» WHAT THE TASK REQUIRES: Go over the data and keep only the lines that include "deleted".

» SUPPLIED DATA:
//! Category and tag endpoints

use axum::{
    extract::{Path, State},
    http::StatusCode,
    Json,
};

use crate::{
    error::AppResult,
    models::catalog::{Category, CreateCategory, CreateTag, Tag},
    AppState,
};

/// List categories
#[utoipa::path(
    get,
    path = "/categories",
    tag = "catalog",
    responses((status = 200, description = "Categories", body = Vec<Category>))
)]
pub async fn list_categories(State(state): State<AppState>) -> AppResult<Json<Vec<Category>>> {
    Ok(Json(state.services.catalog.list_categories().await?))
}

/// Create a category
#[utoipa::path(
    post,
    path = "/categories",
    tag = "catalog",
    request_body = CreateCategory,
    responses(
        (status = 201, description = "Category created", body = Category),
        (status = 400, description = "Invalid request")
    )
)]
pub async fn create_category(
    State(state): State<AppState>,
    Json(request): Json<CreateCategory>,
) -> AppResult<(StatusCode, Json<Category>)> {
    let category = state.services.catalog.create_category(&request).await?;
    Ok((StatusCode::CREATED, Json(category)))
}

/// Delete a category
#[utoipa::path(
    delete,
    path = "/categories/{id}",
    tag = "catalog",
    params(("id" = i32, Path, description = "Category ID")),
    responses(
        (status = 204, description = "Category deleted"),
        (status = 404, description = "Category not found")
    )
)]
pub async fn delete_category(
    State(state): State<AppState>,
    Path(id): Path<i32>,
) -> AppResult<StatusCode> {
    state.services.catalog.delete_category(id).await?;
    Ok(StatusCode::NO_CONTENT)
}

/// List tags
#[utoipa::path(
    get,
    path = "/tags",
    tag = "catalog",
    responses((status = 200, description = "Tags", body = Vec<Tag>))
)]
pub async fn list_tags(State(state): State<AppState>) -> AppResult<Json<Vec<Tag>>> {
    Ok(Json(state.services.catalog.list_tags().await?))
}

/// Create a tag
#[utoipa::path(
    post,
    path = "/tags",
    tag = "catalog",
    request_body = CreateTag,
    responses(
        (status = 201, description = "Tag created", body = Tag),
        (status = 409, description = "Tag already exists")
    )
)]
pub async fn create_tag(
    State(state): State<AppState>,
    Json(request): Json<CreateTag>,
) -> AppResult<(StatusCode, Json<Tag>)> {
    let tag = state.services.catalog.create_tag(&request).await?;
    Ok((StatusCode::CREATED, Json(tag)))
}

/// Delete a tag
#[utoipa::path(
    delete,
    path = "/tags/{id}",
    tag = "catalog",
    params(("id" = i32, Path, description = "Tag ID")),
    responses(
        (status = 204, description = "Tag deleted"),
        (status = 404, description = "Tag not found")
    )
)]
pub async fn delete_tag(State(state): State<AppState>, Path(id): Path<i32>) -> AppResult<StatusCode> {
    state.services.catalog.delete_tag(id).await?;
    Ok(StatusCode::NO_CONTENT)
}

» OUTPUT OF THE EXERCISE:
        (status = 204, description = "Category deleted"),
        (status = 204, description = "Tag deleted"),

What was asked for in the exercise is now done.